Worse patient-physician relationship is associated with more fear of cancer recurrence (Deimos Study): A study of the Palliative Care Working Committee of the Turkish Oncology Group (TOG)


Alkan A., Yasar A., Guc Z. G., Gurbuz M., Basoglu T., SEZGİN GÖKSU S., ...Daha Fazla

EUROPEAN JOURNAL OF CANCER CARE, cilt.29, sa.6, 2020 (SCI-Expanded) identifier identifier identifier

  • Yayın Türü: Makale / Tam Makale
  • Cilt numarası: 29 Sayı: 6
  • Basım Tarihi: 2020
  • Doi Numarası: 10.1111/ecc.13296
  • Dergi Adı: EUROPEAN JOURNAL OF CANCER CARE
  • Derginin Tarandığı İndeksler: Science Citation Index Expanded (SCI-EXPANDED), Social Sciences Citation Index (SSCI), Scopus, Academic Search Premier, Agricultural & Environmental Science Database, Biotechnology Research Abstracts, CINAHL, EMBASE, MEDLINE, Psycinfo
  • Anahtar Kelimeler: fear of cancer recurrence, oncology, patient-physician relationship, survivor, QUALITY-OF-LIFE, AFRICAN-AMERICAN, SURVIVORS, BREAST, TRUST, WOMEN, TIME
  • Akdeniz Üniversitesi Adresli: Evet

Özet

Objective Fear of cancer recurrence (FCR) is an important psychological trauma associated with reduction in the quality of life, disruptions in the level of adjustment, emotional distress and anxiety.
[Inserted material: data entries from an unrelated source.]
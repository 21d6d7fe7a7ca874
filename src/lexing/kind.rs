//!
//! Token kinds the scanner can produce, and the per-call
//! mask of kinds the grammar will currently accept.
//!

use std::{collections::HashMap, fmt, str::FromStr};

use lazy_static::lazy_static;
use thiserror::Error;

macro_rules! token_kinds {
    ($($(#[$meta:meta])* $variant:ident => $name:literal,)*) => {
        ///
        /// Every token kind the external scanner knows about.
        ///
        /// The ordinal of each variant is the index the grammar engine
        /// uses in its valid-symbol array, so the order is fixed.
        ///
        #[derive(Debug, Clone, Copy, PartialEq, Eq, PartialOrd, Ord, Hash)]
        #[repr(u16)]
        pub enum TokenKind {
            $($(#[$meta])* $variant,)*
        }

        impl TokenKind {
            ///
            /// All kinds, in ordinal order.
            ///
            pub const ALL: &'static [TokenKind] = &[$(TokenKind::$variant,)*];

            ///
            /// The grammar's name for this kind.
            ///
            pub const fn name(self) -> &'static str {
                match self {
                    $(TokenKind::$variant => $name,)*
                }
            }
        }
    };
}

token_kinds! {
    // Pitch and music.
    Accidental => "ACCIDENTAL",
    NoteLetter => "NOTE_LETTER",
    Octave => "OCTAVE",
    Rest => "REST",
    Tie => "TIE",
    Decoration => "DECORATION",
    Slur => "SLUR",
    Barline => "BARLINE",

    // Rhythm.
    RhythmNumerator => "RHY_NUMER",
    RhythmDenominator => "RHY_DENOM",
    RhythmSeparator => "RHY_SEP",
    BrokenRhythm => "RHY_BRKN",
    TupletLParen => "TUPLET_LPAREN",
    TupletP => "TUPLET_P",
    TupletColon => "TUPLET_COLON",
    TupletQ => "TUPLET_Q",
    TupletR => "TUPLET_R",
    RepeatNumber => "REPEAT_NUMBER",
    RepeatComma => "REPEAT_COMMA",
    RepeatDash => "REPEAT_DASH",
    RepeatX => "REPEAT_X",

    // Structural brackets.
    ChordLeftBracket => "CHRD_LEFT_BRKT",
    ChordRightBracket => "CHRD_RIGHT_BRKT",
    GraceLeftBrace => "GRC_GRP_LEFT_BRACE",
    GraceRightBrace => "GRC_GRP_RGHT_BRACE",
    GraceSlash => "GRC_GRP_SLSH",
    InlineFieldLeftBracket => "INLN_FLD_LFT_BRKT",
    InlineFieldRightBracket => "INLN_FLD_RGT_BRKT",

    // Generic punctuation.
    Equals => "EQL",
    Slash => "SLASH",
    Minus => "MINUS",
    Plus => "PLUS",
    LParen => "LPAREN",
    RParen => "RPAREN",
    LBrace => "LBRACE",
    RBrace => "RBRACE",
    LBracket => "LBRACKET",
    RBracket => "RBRACKET",
    Pipe => "PIPE",

    // Information fields.
    Annotation => "ANNOTATION",
    InfoHeader => "INF_HDR",
    InfoString => "INFO_STR",
    InfoContinuation => "INF_CTND",
    Voice => "VOICE",
    VoiceOverlay => "VOICE_OVRLAY",
    LineContinuation => "LINE_CONT",

    // Symbols, user symbols and macros.
    Symbol => "SYMBOL",
    UserSymbol => "USER_SY",
    UserSymbolHeader => "USER_SY_HDR",
    UserSymbolInvocation => "USER_SY_INVOCATION",
    MacroHeader => "MACRO_HDR",
    MacroString => "MACRO_STR",
    MacroInvocation => "MACRO_INVOCATION",
    MacroVar => "MACRO_VAR",

    // Lyrics.
    LyricHeader => "LY_HDR",
    LyricText => "LY_TXT",
    LyricUnderscore => "LY_UNDR",
    LyricHyphen => "LY_HYPH",
    LyricSectionHeader => "LY_SECT_HDR",
    LyricSpace => "LY_SPS",
    LyricStar => "LY_STAR",

    // Symbol lines.
    SymbolLineHeader => "SY_HDR",
    SymbolLineStar => "SY_STAR",
    SymbolLineText => "SY_TXT",

    // Directives.
    StylesheetDirective => "STYLESHEET_DIRECTIVE",
    MeasurementUnit => "MEASUREMENT_UNIT",

    // Utility.
    Ampersand => "AMPERSAND",
    SystemBreak => "SYSTEM_BREAK",
    BacktickSpacer => "BCKTCK_SPC",
    YSpacer => "Y_SPC",
    SpecialLiteral => "SPECIAL_LITERAL",

    // General.
    Identifier => "IDENTIFIER",
    Number => "NUMBER",
    ReservedChar => "RESERVED_CHAR",
    EscapedChar => "ESCAPED_CHAR",
    ChordSymbol => "CHORD_SYMBOL",
    /// Reserved for the grammar; never produced by the scanner.
    Discard => "DISCARD",

    // Trivia and structure.
    Comment => "COMMENT",
    Whitespace => "WS",
    Eol => "EOL",
    FreeText => "FREE_TXT",
    SectionBreak => "SCT_BRK",
    Invalid => "INVALID",
    Eof => "EOF",
}

impl TokenKind {
    ///
    /// Number of token kinds (the length of a valid-symbol array).
    ///
    pub const COUNT: usize = Self::ALL.len();

    ///
    /// Ordinal of this kind in the grammar's external-token list.
    ///
    pub const fn ordinal(self) -> u16 {
        self as u16
    }

}

impl fmt::Display for TokenKind {
    fn fmt(&self, f: &mut fmt::Formatter<'_>) -> fmt::Result {
        f.write_str(self.name())
    }
}

///
/// A token kind lookup that didn't resolve.
///
#[derive(Debug, Clone, Error, PartialEq, Eq)]
pub enum UnknownTokenKind {
    #[error("No token kind has ordinal {0} (there are {count})", count = TokenKind::COUNT)]
    Ordinal(u16),

    #[error("No token kind is named `{0}`")]
    Name(String),
}

lazy_static! {
    static ref BY_NAME: HashMap<&'static str, TokenKind> =
        TokenKind::ALL.iter().map(|kind| (kind.name(), *kind)).collect();
}

impl FromStr for TokenKind {
    type Err = UnknownTokenKind;

    ///
    /// Looks up a kind by its grammar name, ignoring case.
    ///
    fn from_str(s: &str) -> Result<Self, Self::Err> {
        BY_NAME
            .get(s.trim().to_ascii_uppercase().as_str())
            .copied()
            .ok_or_else(|| UnknownTokenKind::Name(s.to_string()))
    }
}

impl TryFrom<u16> for TokenKind {
    type Error = UnknownTokenKind;

    fn try_from(value: u16) -> Result<Self, Self::Error> {
        TokenKind::ALL
            .get(usize::from(value))
            .copied()
            .ok_or(UnknownTokenKind::Ordinal(value))
    }
}

///
/// The per-call set of token kinds the grammar would accept.
///
/// A fixed-size bitset indexed by [TokenKind::ordinal].
///
#[derive(Debug, Clone, Copy, PartialEq, Eq, Hash, Default)]
pub struct ValidSymbols(u128);

impl ValidSymbols {
    pub const fn none() -> Self {
        Self(0)
    }

    pub const fn all() -> Self {
        Self((1u128 << TokenKind::COUNT) - 1)
    }

    pub fn only(kinds: &[TokenKind]) -> Self {
        kinds.iter().copied().collect()
    }

    #[must_use]
    pub const fn with(self, kind: TokenKind) -> Self {
        Self(self.0 | (1 << kind as u16))
    }

    #[must_use]
    pub const fn without(self, kind: TokenKind) -> Self {
        Self(self.0 & !(1 << kind as u16))
    }

    pub const fn contains(self, kind: TokenKind) -> bool {
        self.0 & (1 << kind as u16) != 0
    }

    pub fn contains_any(self, kinds: &[TokenKind]) -> bool {
        kinds.iter().any(|kind| self.contains(*kind))
    }

    pub const fn is_empty(self) -> bool {
        self.0 == 0
    }

    ///
    /// The kinds in this set, in ordinal order.
    ///
    pub fn iter(self) -> impl Iterator<Item = TokenKind> {
        TokenKind::ALL
            .iter()
            .copied()
            .filter(move |kind| self.contains(*kind))
    }
}

impl FromIterator<TokenKind> for ValidSymbols {
    fn from_iter<T: IntoIterator<Item = TokenKind>>(iter: T) -> Self {
        iter.into_iter().fold(Self::none(), Self::with)
    }
}

///
/// The grammar engine's `bool[COUNT]` form.
///
impl From<&[bool]> for ValidSymbols {
    fn from(flags: &[bool]) -> Self {
        flags
            .iter()
            .zip(TokenKind::ALL)
            .filter(|(flag, _)| **flag)
            .map(|(_, kind)| *kind)
            .collect()
    }
}

#[cfg(test)]
mod tests {
    use super::{TokenKind, UnknownTokenKind, ValidSymbols};

    #[test]
    fn ordinals_follow_grammar_order() {
        assert_eq!(TokenKind::COUNT, 84);
        assert_eq!(TokenKind::Accidental.ordinal(), 0);
        assert_eq!(TokenKind::Barline.ordinal(), 7);
        assert_eq!(TokenKind::TupletP.ordinal(), 13);
        assert_eq!(TokenKind::TupletColon.ordinal(), 14);
        assert_eq!(TokenKind::Eof.ordinal(), 83);

        for (i, kind) in TokenKind::ALL.iter().enumerate() {
            assert_eq!(usize::from(kind.ordinal()), i);
            assert_eq!(TokenKind::try_from(i as u16), Ok(*kind));
        }

        assert_eq!(TokenKind::try_from(84), Err(UnknownTokenKind::Ordinal(84)));
    }

    #[test]
    fn names() {
        assert_eq!(TokenKind::InfoHeader.to_string(), "INF_HDR");
        assert_eq!("sct_brk".parse::<TokenKind>(), Ok(TokenKind::SectionBreak));
        assert_eq!(" NOTE_LETTER ".parse::<TokenKind>(), Ok(TokenKind::NoteLetter));
        assert!(matches!(
            "NOT_A_KIND".parse::<TokenKind>(),
            Err(UnknownTokenKind::Name(_))
        ));
    }

    #[test]
    fn short_names_parse() {
        let kinds = "NOTE_LETTER,BARLINE,WS,EOL"
            .split(',')
            .map(str::parse::<TokenKind>)
            .collect::<Result<Vec<_>, _>>();
        assert_eq!(
            kinds,
            Ok(vec![
                TokenKind::NoteLetter,
                TokenKind::Barline,
                TokenKind::Whitespace,
                TokenKind::Eol
            ])
        );
        assert!("WHITESPACE".parse::<TokenKind>().is_err());
    }

    #[test]
    fn valid_symbols() {
        let all = ValidSymbols::all();
        assert!(TokenKind::ALL.iter().all(|kind| all.contains(*kind)));
        assert_eq!(all.iter().count(), TokenKind::COUNT);

        let set = ValidSymbols::only(&[TokenKind::Eol, TokenKind::SectionBreak]);
        assert!(set.contains(TokenKind::Eol));
        assert!(!set.contains(TokenKind::Whitespace));
        assert_eq!(
            set.without(TokenKind::Eol).iter().collect::<Vec<_>>(),
            vec![TokenKind::SectionBreak]
        );
        assert!(ValidSymbols::none().is_empty());
    }

    #[test]
    fn from_bool_array() {
        let mut flags = [false; TokenKind::COUNT + 2];
        flags[TokenKind::Rest.ordinal() as usize] = true;
        flags[TokenKind::COUNT + 1] = true;

        let set = ValidSymbols::from(&flags[..]);
        assert_eq!(set, ValidSymbols::only(&[TokenKind::Rest]));
    }
}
The purpose of the study was to evaluate the impact of patient-physician relationship on FCR. Methods The study was designed as a multicentre survey study. The cancer survivors, who were under remission, were evaluated with structured questionnaires. Patient-physician relationship (PPR) scale in which higher scores indicate better relationship and FCR inventory was used. Results Between January and April 2019, 1,580 patients were evaluated. The median age was 57.0 (19-88), and 66% were female. There was high level of FCR scores in 51% of participants. There was a negative correlation between PPR and FCR scores (r = -.134,p < .001). In multivariate analysis, young age, female gender, history of metastasectomy and worse PPR were associated with high levels of FCR. Conclusion It is the first data showing the adverse impact of worse PPR on FCR. The strategies to improve the PPR should be practised. In addition, the cancer survivors, who are under the risk of FCR, should be evaluated and managed.